What COVID Taught Me About Post-Concussion Syndrome
I was anxious prior to the six-year anniversary of my concussion — cruel anticipation finally leading to a shower cry. But I was fine on January 4th. Actually, I was great. I lay in bed with COVID symptoms, but the chills and muscle aches and fatigue didn’t faze me. I have spent so much time in bed resting with post-concussive syndrome that it almost felt like a relief to have an illness overshadow whatever this is. A different kind of headache, a comfortable kind of tiredness.
The last thing I want to do is dismiss the pain and death and grief that COVID has caused for so many people. It is a scary and formidable illness, especially long COVID, and I am lucky that my symptoms only lasted a few days. I am privileged to have access to vaccines and boosters. But watching my body heal itself put me into such a state of wonder as I have been unable to recover from this concussion that happened six years ago — my right heel slipping on ice, my head landing full force on the crumbling concrete of the driveway. Even after all these years, I still can’t walk down a busy street or scroll on a phone or read or drive a car without debilitating migraines, dizziness, and unrelenting fatigue (not fatigue like I need a cup of coffee; I mean fatigue like I can’t walk to the bathroom).
I originally approached my concussion problem as I would with anything: research and then pros and cons lists. This led me to medications, injections, blood patches, radiofrequency ablation, platelet-rich plasma. Rehab and then more rehab. Lasers, Chinese herbs, syntonics. A surgery that pulled my scalp away to decompress nerves. I’ve had a sleep study, slept in hyperbaric oxygen chambers, had fingers down my throat to adjust my sphenoid.
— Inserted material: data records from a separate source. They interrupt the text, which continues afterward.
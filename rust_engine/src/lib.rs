//! MVD Engine - MVD (Motion Vector Data) 动作编解码与关键帧插值引擎
//!
//! 提供：
//! - MVD 二进制格式的预解析、加载与保存
//! - 骨骼 / Morph / 相机 / 光照 / 模型 / 特效 / 工程 / 配件 八类关键帧轨道
//! - 基于贝塞尔插值表的逐通道插值求值
//! - 名称表（字符串驻留）与分层轨道索引

pub mod animation;
pub mod config;

pub use animation::{
    Animation, InterpolationParameter, InterpolationTable, Keyframe, KeyframeType, ModelTarget,
    Motion, MotionState, NameListSection, SceneTarget, SectionType, StringCodec,
};
pub use config::MotionConfig;

use thiserror::Error;

/// 错误代码（不携带上下文，供 `Motion::error()` 查询）
#[derive(Debug, Clone, Copy, PartialEq, Eq, Hash)]
pub enum ErrorCode {
    NoError,
    InvalidHeader,
    InvalidSignature,
    InvalidVersion,
    InvalidEncoding,
    TruncatedSection,
    UnknownSection,
    InvalidNameReference,
    Io,
}

#[derive(Error, Debug)]
pub enum MotionError {
    #[error("Invalid header: {0}")]
    InvalidHeader(String),

    #[error("Invalid signature")]
    InvalidSignature,

    #[error("Invalid version: {0}")]
    InvalidVersion(f32),

    #[error("Invalid encoding: {0}")]
    InvalidEncoding(u8),

    #[error("Truncated {section:?} section: {reason}")]
    TruncatedSection {
        section: SectionType,
        reason: String,
    },

    #[error("Unknown section tag: {0}")]
    UnknownSection(i32),

    #[error("Invalid name reference: {0}")]
    InvalidNameReference(i32),

    #[error("IO error: {0}")]
    Io(#[from] std::io::Error),
}

impl MotionError {
    pub(crate) fn truncated(section: SectionType, reason: impl Into<String>) -> Self {
        MotionError::TruncatedSection {
            section,
            reason: reason.into(),
        }
    }

    /// 对应的错误代码
    pub fn code(&self) -> ErrorCode {
        match self {
            MotionError::InvalidHeader(_) => ErrorCode::InvalidHeader,
            MotionError::InvalidSignature => ErrorCode::InvalidSignature,
            MotionError::InvalidVersion(_) => ErrorCode::InvalidVersion,
            MotionError::InvalidEncoding(_) => ErrorCode::InvalidEncoding,
            MotionError::TruncatedSection { .. } => ErrorCode::TruncatedSection,
            MotionError::UnknownSection(_) => ErrorCode::UnknownSection,
            MotionError::InvalidNameReference(_) => ErrorCode::InvalidNameReference,
            MotionError::Io(_) => ErrorCode::Io,
        }
    }
}

pub type Result<T> = std::result::Result<T, MotionError>;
Post-concussion syndrome is how you are labeled when your concussion symptoms don’t go away. They tell me: “It’s a nerve issue, a ligament issue, a dropped cerebellum issue. It’s coming from your neck, it’s due to your mitochondria, it’s your vision. No, you probably have a Dural leak. You have cervical instability; you don’t have cervical instability. There is something on your brain MRI — it may be a sign of trauma or migraine — but we don’t know so let’s not make an issue out of it. Put your energy into learning to live with your limitations. No, never stop fighting, you can always get better.”
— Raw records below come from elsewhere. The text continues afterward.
//! 引擎全局配置
//!
//! 所有参数扁平化，直接在代码中修改默认值即可。

use once_cell::sync::Lazy;
use std::sync::RwLock;

use crate::animation::StringCodec;

/// 动作引擎配置（扁平化，不嵌套）
#[derive(Debug, Clone)]
pub struct MotionConfig {
    // ========== 插值 ==========
    /// 插值表细分数 s（表长 s+1），默认 256
    /// 只影响之后重建的插值表
    pub interpolation_subdivisions: usize,

    // ========== 保存 ==========
    /// 新建 Motion 的字符串编码，默认 UTF-8
    pub default_encoding: StringCodec,
    /// 保存时写入的场景 FPS，默认 30.0
    pub default_scene_fps: f32,

    // ========== 调试 ==========
    /// 是否输出逐段解析日志，默认 false
    pub debug_log: bool,
}

impl Default for MotionConfig {
    fn default() -> Self {
        Self {
            // 细分越大 → 曲线越精确，每条非线性通道占用 (s+1) * 4 字节
            interpolation_subdivisions: 256,

            default_encoding: StringCodec::Utf8,
            default_scene_fps: 30.0,

            debug_log: false,
        }
    }
}

/// 全局配置实例
static MOTION_CONFIG: Lazy<RwLock<MotionConfig>> =
    Lazy::new(|| RwLock::new(MotionConfig::default()));

/// 获取当前配置（只读）
pub fn get_config() -> MotionConfig {
    match MOTION_CONFIG.read() {
        Ok(guard) => guard.clone(),
        Err(poisoned) => poisoned.into_inner().clone(),
    }
}

/// 手动设置配置（用于运行时调试）
pub fn set_config(config: MotionConfig) {
    match MOTION_CONFIG.write() {
        Ok(mut guard) => *guard = config,
        Err(poisoned) => *poisoned.into_inner() = config,
    }
}

/// 重置为默认配置
pub fn reset_config() {
    set_config(MotionConfig::default());
}

#[cfg(test)]
mod tests {
    use super::*;

    #[test]
    fn test_default_values() {
        let config = MotionConfig::default();
        assert_eq!(config.interpolation_subdivisions, 256);
        assert_eq!(config.default_encoding, StringCodec::Utf8);
        assert!((config.default_scene_fps - 30.0).abs() < f32::EPSILON);
        assert!(!config.debug_log);
    }
}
Trying to get better is what I have been doing for the last six years. It’s what I do for a living, but this is hard to explain to the inquiring Trader Joe’s cashier, the old friend from college, my daughter’s orthodontist. But it is easy to explain that I had COVID for a few days, an ending that moved it into the past tense. Concussions are supposed to heal too, but mine changed my life. Maybe at this point, I should just move on. To what, I do not know. But this constellation of symptoms that together barely have a name, only labeled with the flimsy word “syndrome,” have been integrated into whoever stares back at me in the mirror.
In this new year, I am supposed to schedule a myelogram to find that elusive Dural leak, consult with a new functional medicine doctor to discuss coenzymes, fly to Chicago to see a vision specialist. Or do I stop running down rabbit holes with my precious disability money? Six years is a long time to be running. Maybe it’s time to look for new states of wonder, ones that exist outside of my bedroom, ones that cause me to look away from my body and into the sky.